> **Instructions to follow**
Filter the records below, keeping only lines with the string "found".

(Dataset entries)
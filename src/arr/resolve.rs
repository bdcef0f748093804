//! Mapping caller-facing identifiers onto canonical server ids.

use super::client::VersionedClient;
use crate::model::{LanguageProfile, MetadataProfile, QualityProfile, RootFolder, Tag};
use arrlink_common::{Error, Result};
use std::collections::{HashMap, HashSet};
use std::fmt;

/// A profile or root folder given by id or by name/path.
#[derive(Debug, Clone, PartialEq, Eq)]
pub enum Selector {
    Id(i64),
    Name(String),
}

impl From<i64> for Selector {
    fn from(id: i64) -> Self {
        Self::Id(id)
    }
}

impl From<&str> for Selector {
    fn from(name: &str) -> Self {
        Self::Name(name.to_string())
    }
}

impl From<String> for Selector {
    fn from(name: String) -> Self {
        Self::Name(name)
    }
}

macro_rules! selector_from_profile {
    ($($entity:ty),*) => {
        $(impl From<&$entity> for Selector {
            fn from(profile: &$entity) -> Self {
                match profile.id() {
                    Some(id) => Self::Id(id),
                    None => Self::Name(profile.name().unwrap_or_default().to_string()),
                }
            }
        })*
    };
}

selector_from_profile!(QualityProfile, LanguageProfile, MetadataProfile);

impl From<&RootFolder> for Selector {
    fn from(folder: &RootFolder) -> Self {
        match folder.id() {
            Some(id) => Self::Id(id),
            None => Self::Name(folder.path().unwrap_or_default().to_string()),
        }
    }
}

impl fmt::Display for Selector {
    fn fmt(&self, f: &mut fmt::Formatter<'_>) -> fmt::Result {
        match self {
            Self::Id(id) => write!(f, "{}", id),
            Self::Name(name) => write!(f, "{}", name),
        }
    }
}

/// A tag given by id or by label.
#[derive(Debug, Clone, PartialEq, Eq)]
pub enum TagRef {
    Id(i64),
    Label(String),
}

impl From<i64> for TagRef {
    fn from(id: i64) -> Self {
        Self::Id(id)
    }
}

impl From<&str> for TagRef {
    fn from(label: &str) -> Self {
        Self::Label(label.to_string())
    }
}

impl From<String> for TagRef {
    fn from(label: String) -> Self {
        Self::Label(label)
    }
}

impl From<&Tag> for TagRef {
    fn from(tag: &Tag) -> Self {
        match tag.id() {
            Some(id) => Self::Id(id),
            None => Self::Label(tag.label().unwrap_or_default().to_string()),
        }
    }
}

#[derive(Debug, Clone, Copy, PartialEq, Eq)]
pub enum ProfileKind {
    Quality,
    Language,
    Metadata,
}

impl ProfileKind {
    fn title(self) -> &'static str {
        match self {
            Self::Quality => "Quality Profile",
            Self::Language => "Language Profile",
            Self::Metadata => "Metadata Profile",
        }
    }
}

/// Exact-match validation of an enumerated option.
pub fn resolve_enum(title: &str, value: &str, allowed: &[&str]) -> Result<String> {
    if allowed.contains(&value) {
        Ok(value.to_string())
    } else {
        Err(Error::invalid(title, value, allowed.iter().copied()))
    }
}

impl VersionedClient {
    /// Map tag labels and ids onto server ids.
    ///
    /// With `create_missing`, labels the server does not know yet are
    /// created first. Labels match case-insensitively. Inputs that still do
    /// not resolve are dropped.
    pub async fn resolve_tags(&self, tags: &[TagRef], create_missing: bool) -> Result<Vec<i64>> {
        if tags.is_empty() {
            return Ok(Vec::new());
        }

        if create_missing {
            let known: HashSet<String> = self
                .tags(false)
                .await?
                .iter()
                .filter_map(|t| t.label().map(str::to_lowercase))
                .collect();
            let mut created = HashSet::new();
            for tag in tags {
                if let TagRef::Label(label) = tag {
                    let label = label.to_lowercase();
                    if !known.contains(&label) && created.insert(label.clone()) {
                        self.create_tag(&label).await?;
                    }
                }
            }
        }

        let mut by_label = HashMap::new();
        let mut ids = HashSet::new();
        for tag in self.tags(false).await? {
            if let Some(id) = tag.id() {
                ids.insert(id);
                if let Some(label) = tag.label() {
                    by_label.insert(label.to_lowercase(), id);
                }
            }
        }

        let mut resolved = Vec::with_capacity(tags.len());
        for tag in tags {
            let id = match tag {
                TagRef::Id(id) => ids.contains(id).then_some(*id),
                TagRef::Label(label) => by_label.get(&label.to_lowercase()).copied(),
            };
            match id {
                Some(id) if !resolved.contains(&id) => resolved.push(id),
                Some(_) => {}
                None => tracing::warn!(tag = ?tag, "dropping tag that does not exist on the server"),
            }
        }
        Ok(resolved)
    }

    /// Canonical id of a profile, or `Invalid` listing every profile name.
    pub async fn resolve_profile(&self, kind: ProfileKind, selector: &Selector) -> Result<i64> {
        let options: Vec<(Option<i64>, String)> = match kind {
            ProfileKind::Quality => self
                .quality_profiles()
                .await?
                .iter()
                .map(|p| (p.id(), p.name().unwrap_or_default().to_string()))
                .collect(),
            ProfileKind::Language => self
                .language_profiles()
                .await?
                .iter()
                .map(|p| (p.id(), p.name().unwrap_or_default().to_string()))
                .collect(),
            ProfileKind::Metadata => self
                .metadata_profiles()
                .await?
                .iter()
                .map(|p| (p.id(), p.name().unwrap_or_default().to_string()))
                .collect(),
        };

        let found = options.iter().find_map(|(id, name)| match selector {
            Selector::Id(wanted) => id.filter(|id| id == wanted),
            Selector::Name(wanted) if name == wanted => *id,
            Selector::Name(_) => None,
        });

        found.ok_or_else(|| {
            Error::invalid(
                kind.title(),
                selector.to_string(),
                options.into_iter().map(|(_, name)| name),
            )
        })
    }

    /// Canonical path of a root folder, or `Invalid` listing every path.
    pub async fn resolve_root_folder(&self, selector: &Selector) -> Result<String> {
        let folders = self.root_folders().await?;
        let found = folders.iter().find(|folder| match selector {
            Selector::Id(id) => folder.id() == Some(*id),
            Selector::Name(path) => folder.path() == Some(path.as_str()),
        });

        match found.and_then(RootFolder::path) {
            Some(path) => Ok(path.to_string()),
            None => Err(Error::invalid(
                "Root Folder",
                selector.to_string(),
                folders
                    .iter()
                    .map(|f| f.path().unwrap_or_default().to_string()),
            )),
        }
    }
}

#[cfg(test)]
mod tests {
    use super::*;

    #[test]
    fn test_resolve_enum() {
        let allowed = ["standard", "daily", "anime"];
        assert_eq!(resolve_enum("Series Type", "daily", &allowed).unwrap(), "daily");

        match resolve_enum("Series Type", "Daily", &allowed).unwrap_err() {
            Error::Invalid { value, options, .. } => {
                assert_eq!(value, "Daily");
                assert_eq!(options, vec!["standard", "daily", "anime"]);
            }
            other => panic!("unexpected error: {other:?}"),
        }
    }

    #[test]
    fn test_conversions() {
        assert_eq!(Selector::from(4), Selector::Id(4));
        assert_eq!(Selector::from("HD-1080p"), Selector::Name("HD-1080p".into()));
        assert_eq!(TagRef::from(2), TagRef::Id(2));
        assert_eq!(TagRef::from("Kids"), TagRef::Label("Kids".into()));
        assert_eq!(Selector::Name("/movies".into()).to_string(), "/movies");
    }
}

* * *

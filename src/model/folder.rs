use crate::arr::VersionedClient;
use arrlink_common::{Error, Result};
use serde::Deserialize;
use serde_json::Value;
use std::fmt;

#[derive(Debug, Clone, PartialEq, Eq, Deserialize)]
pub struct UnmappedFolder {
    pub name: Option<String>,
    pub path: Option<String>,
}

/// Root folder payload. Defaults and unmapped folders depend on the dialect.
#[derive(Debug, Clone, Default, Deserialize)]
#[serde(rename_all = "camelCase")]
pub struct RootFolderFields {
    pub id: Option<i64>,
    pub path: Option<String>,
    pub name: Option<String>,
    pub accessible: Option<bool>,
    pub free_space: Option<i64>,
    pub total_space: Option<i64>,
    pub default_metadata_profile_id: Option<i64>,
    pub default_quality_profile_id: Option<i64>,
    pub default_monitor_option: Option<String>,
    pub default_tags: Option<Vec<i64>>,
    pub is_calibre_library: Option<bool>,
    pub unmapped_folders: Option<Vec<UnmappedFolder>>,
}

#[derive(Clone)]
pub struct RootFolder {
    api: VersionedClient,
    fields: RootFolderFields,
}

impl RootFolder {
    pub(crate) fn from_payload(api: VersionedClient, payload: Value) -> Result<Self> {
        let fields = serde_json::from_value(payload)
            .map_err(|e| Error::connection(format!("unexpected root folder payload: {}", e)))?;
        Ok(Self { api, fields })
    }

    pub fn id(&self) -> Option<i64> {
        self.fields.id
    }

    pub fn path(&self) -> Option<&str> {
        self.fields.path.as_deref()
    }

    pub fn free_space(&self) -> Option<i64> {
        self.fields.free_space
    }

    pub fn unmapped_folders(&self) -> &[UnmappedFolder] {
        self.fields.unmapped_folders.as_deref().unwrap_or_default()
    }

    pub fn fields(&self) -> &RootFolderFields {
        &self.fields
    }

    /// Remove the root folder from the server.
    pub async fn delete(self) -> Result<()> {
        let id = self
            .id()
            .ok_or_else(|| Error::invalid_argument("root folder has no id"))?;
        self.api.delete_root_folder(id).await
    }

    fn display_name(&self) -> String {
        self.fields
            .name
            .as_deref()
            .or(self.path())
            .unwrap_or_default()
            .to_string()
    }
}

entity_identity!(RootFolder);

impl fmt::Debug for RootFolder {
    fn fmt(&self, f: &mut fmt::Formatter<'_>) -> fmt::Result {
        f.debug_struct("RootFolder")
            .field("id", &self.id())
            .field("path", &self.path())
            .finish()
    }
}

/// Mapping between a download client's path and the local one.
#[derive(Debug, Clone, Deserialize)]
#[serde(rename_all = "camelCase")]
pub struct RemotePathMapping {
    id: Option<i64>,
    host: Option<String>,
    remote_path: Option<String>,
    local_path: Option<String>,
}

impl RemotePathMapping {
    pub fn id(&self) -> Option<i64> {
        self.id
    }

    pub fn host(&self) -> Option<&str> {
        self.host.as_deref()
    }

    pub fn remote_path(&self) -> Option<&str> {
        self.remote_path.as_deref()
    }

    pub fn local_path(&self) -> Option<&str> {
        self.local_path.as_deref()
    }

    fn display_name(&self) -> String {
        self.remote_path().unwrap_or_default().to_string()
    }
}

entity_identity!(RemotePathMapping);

> **Written answer**
        let found = options.iter().find_map(|(id, name)| match selector {
        found.ok_or_else(|| {
        let found = folders.iter().find(|folder| match selector {
        match found.and_then(RootFolder::path) {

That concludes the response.